One more word of caution concerning advise given by your LFS. In my many years of being an aquarist, both FW and SW, most LFS's have NO real knowledge or experience in treating fish diseases, and simply sell you what they have, based on recommendations made by their product wholesale distributors, who have NO experience of ANY kind! Much of the medications that are available, have originally been targeted and tested for Fresh Water fish, and simply relabeled for Salt Water use. I have very grave doubts about claims made as to the efficacy (success) of most medications and even greater doubts as to the research, IF ANY, done by Manufacturers, as to proof of their claims of effectiveness.

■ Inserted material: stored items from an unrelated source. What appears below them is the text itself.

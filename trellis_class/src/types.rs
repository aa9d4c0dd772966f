// Copyright 2025 the Trellis Authors
// SPDX-License-Identifier: Apache-2.0 OR MIT

//! Types, methods, and the super-call handle.
//!
//! ## Receivers
//!
//! A [`Type<R, K>`] is generic over the receiver `R` its hooks and methods act
//! on and a copyable key `K` identifying the particular object inside that
//! receiver. Plain instances use their own state as `R` and `()` as `K`; a
//! component tree uses the tree as `R` and the component id as `K`, so that
//! overridden methods can reach siblings and parents.
//!
//! ## Method tables
//!
//! Method tables are flattened when a type is built: a type's table starts as
//! a copy of its parent's and each own method is inserted on top, recording the
//! entry it shadows as its [`Method::base`]. Dispatch and super-calls never
//! walk the chain at call time.

use std::collections::BTreeMap;
use std::rc::Rc;

use serde_json::Value;

use crate::error::ClassError;
use crate::options::Options;

/// Name given to the universal root type.
pub const ROOT_TYPE_NAME: &str = "Object";

/// Construct hook: runs once per level, root first.
pub type ConstructHook<R, K> = dyn Fn(&mut R, K, &Options);

/// Destruct and post-construct hook.
pub type Hook<R, K> = dyn Fn(&mut R, K);

/// Body of a method. Receives the super-call handle for its own level.
pub type MethodBody<R, K> = dyn Fn(&mut R, K, &Super<'_, R, K>, &[Value]) -> Value;

/// A method registered on a type.
pub struct Method<R, K = ()> {
    name: String,
    declared_by: String,
    body: Rc<MethodBody<R, K>>,
    base: Option<Rc<Self>>,
}

impl<R, K> core::fmt::Debug for Method<R, K> {
    fn fmt(&self, f: &mut core::fmt::Formatter<'_>) -> core::fmt::Result {
        f.debug_struct("Method")
            .field("name", &self.name)
            .field("declared_by", &self.declared_by)
            .field("base", &self.base.as_ref().map(|b| b.declared_by.as_str()))
            .finish_non_exhaustive()
    }
}

impl<R, K> Method<R, K> {
    pub(crate) fn new(
        name: String,
        declared_by: String,
        body: Rc<MethodBody<R, K>>,
        base: Option<Rc<Self>>,
    ) -> Self {
        Self {
            name,
            declared_by,
            body,
            base,
        }
    }

    /// Method name.
    pub fn name(&self) -> &str {
        &self.name
    }

    /// Name of the type that declared this method.
    pub fn declared_by(&self) -> &str {
        &self.declared_by
    }

    /// The nearest ancestor method with the same name, if any.
    pub fn base(&self) -> Option<&Self> {
        self.base.as_deref()
    }

    /// Invoke the method with a super handle bound to this level.
    pub fn invoke(&self, receiver: &mut R, key: K, args: &[Value]) -> Value {
        let sup = Super { method: self };
        (self.body)(receiver, key, &sup, args)
    }
}

/// Handle passed to a method body for calling the overridden ancestor method.
///
/// Each level receives its own handle, so a chain of overrides can each call
/// one level further up.
pub struct Super<'m, R, K = ()> {
    method: &'m Method<R, K>,
}

impl<R, K> core::fmt::Debug for Super<'_, R, K> {
    fn fmt(&self, f: &mut core::fmt::Formatter<'_>) -> core::fmt::Result {
        f.debug_struct("Super")
            .field("method", &self.method.name)
            .field("from", &self.method.declared_by)
            .finish()
    }
}

impl<R, K> Super<'_, R, K> {
    /// Returns true if an ancestor defines the method.
    pub fn has_base(&self) -> bool {
        self.method.base.is_some()
    }

    /// Name of the method this handle belongs to.
    pub fn method_name(&self) -> &str {
        &self.method.name
    }

    /// Call the nearest ancestor's implementation.
    ///
    /// Returns [`Value::Null`] and logs a warning if no ancestor defines it.
    pub fn call(&self, receiver: &mut R, key: K, args: &[Value]) -> Value {
        match &self.method.base {
            Some(base) => base.invoke(receiver, key, args),
            None => {
                tracing::warn!(
                    method = %self.method.name,
                    declared_by = %self.method.declared_by,
                    "super-call found no ancestor defining the method"
                );
                Value::Null
            }
        }
    }
}

/// A constructible blueprint with a single parent.
pub struct Type<R, K = ()> {
    pub(crate) name: String,
    pub(crate) parent: Option<Rc<Self>>,
    pub(crate) construct: Option<Rc<ConstructHook<R, K>>>,
    pub(crate) destruct: Option<Rc<Hook<R, K>>>,
    // Resolved: own hook or the nearest ancestor's.
    pub(crate) constructed: Option<Rc<Hook<R, K>>>,
    pub(crate) methods: BTreeMap<String, Rc<Method<R, K>>>,
    pub(crate) options: Options,
    pub(crate) fields: Options,
}

impl<R, K> core::fmt::Debug for Type<R, K> {
    fn fmt(&self, f: &mut core::fmt::Formatter<'_>) -> core::fmt::Result {
        f.debug_struct("Type")
            .field("name", &self.name)
            .field("parent", &self.parent.as_ref().map(|p| p.name.as_str()))
            .field("methods", &self.methods.keys().collect::<Vec<_>>())
            .field("options", &self.options)
            .finish_non_exhaustive()
    }
}

impl<R, K> Type<R, K> {
    /// A fresh universal root: no parent, no hooks, no methods.
    pub fn root() -> Rc<Self> {
        Rc::new(Self {
            name: String::from(ROOT_TYPE_NAME),
            parent: None,
            construct: None,
            destruct: None,
            constructed: None,
            methods: BTreeMap::new(),
            options: Options::new(),
            fields: Options::new(),
        })
    }

    /// Type name, for diagnostics and default component names.
    pub fn name(&self) -> &str {
        &self.name
    }

    /// Parent type, `None` only for a root.
    pub fn parent(&self) -> Option<&Rc<Self>> {
        self.parent.as_ref()
    }

    /// Levels in the chain, root first, `self` last.
    pub fn chain(&self) -> Vec<&Self> {
        let mut out = Vec::new();
        let mut cur = Some(self);
        while let Some(t) = cur {
            out.push(t);
            cur = t.parent.as_deref();
        }
        out.reverse();
        out
    }

    /// Returns true if `name` is this type or one of its ancestors.
    pub fn is_a(&self, name: &str) -> bool {
        let mut cur = Some(self);
        while let Some(t) = cur {
            if t.name == name {
                return true;
            }
            cur = t.parent.as_deref();
        }
        false
    }

    /// Resolve a method by name.
    pub fn method(&self, name: &str) -> Option<&Rc<Method<R, K>>> {
        self.methods.get(name)
    }

    /// Returns true if the chain defines `name`.
    pub fn responds_to(&self, name: &str) -> bool {
        self.methods.contains_key(name)
    }

    /// Options declared at this level only.
    pub fn declared_options(&self) -> &Options {
        &self.options
    }

    /// Resolve a data field, most-derived declaration first.
    pub fn field(&self, name: &str) -> Option<&Value> {
        let mut cur = Some(self);
        while let Some(t) = cur {
            if let Some(v) = t.fields.get(name) {
                return Some(v);
            }
            cur = t.parent.as_deref();
        }
        None
    }

    /// Merge `defaults`, every level's declared options (root first), then
    /// `supplied`.
    ///
    /// The result is written back into `supplied` and also returned.
    pub fn merge_options(&self, defaults: &Options, supplied: &mut Options) -> Options {
        let chain = self.chain();
        let merged = Options::merge(
            core::iter::once(defaults)
                .chain(chain.iter().map(|t| &t.options))
                .chain(core::iter::once(&*supplied)),
        );
        *supplied = merged.clone();
        merged
    }
}

impl<R, K: Copy> Type<R, K> {
    /// Dispatch `name` on `key`.
    pub fn invoke(
        &self,
        receiver: &mut R,
        key: K,
        name: &str,
        args: &[Value],
    ) -> Result<Value, ClassError> {
        let Some(method) = self.methods.get(name) else {
            tracing::error!(type_name = %self.name, method = name, "no such method");
            return Err(ClassError::MissingMethod {
                type_name: self.name.clone(),
                method: String::from(name),
            });
        };
        Ok(method.invoke(receiver, key, args))
    }

    /// Call the ancestor implementation of `name` as seen from `declaring`.
    ///
    /// This is the dynamic counterpart of [`Super::call`] for code that does
    /// not hold a handle. The pair (`declaring`, `name`) must be a method
    /// registered on a type in this chain. If several levels share the name
    /// `declaring`, the most derived one is used.
    pub fn call_super_from(
        &self,
        receiver: &mut R,
        key: K,
        declaring: &str,
        name: &str,
        args: &[Value],
    ) -> Result<Value, ClassError> {
        let registered = self
            .chain()
            .into_iter()
            .rev()
            .find(|t| t.name == declaring)
            .and_then(|t| t.methods.get(name))
            .filter(|m| m.declared_by == declaring)
            .cloned();
        let Some(method) = registered else {
            tracing::error!(
                declaring,
                method = name,
                "super-call from a method that is not registered on a type"
            );
            return Err(ClassError::UnregisteredMethod {
                declaring: String::from(declaring),
                method: String::from(name),
            });
        };
        Ok(Super { method: &method }.call(receiver, key, args))
    }

    /// Run every level's `construct` root first, then the resolved
    /// `constructed` hook once.
    pub fn construct_chain(&self, receiver: &mut R, key: K, config: &Options) {
        for level in self.chain() {
            if let Some(construct) = &level.construct {
                construct(receiver, key, config);
            }
        }
        if let Some(constructed) = &self.constructed {
            constructed(receiver, key);
        }
    }

    /// Run every level's `destruct`, most-derived first.
    pub fn destruct_chain(&self, receiver: &mut R, key: K) {
        let mut cur = Some(self);
        while let Some(t) = cur {
            if let Some(destruct) = &t.destruct {
                destruct(receiver, key);
            }
            cur = t.parent.as_deref();
        }
    }
}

I also cannot stress too highly the need to do one's own independent research and study. I have even found the same erroneous statements made by otherwise competent and qualified authors, on the internet, as to facts not in evidence, and mythinformation that has become the 'folklore' of Marine aquarium keeping. The best advice and treatment regimens, is available in many of the established publications and books, where true scientific research was done, and effective treatment regimens were not tied to the endorsement of any one product line. Much helpful information is also lost, when independent useage of novel applications of treatments not specifically recommended, have been reported on various internet newsgroups, interpreted as only anecdotal, and summarily dismissed. Contrary to some so-called 'expert' opinions, every avenue needs to be persued, especially with the difficulties and obstacles presented by 'conventional' treatment regimens. I hope that much of the mythinformation about C. irritans has been dispelled, and this leads to more realistic treatment regimens with fewer fatalities.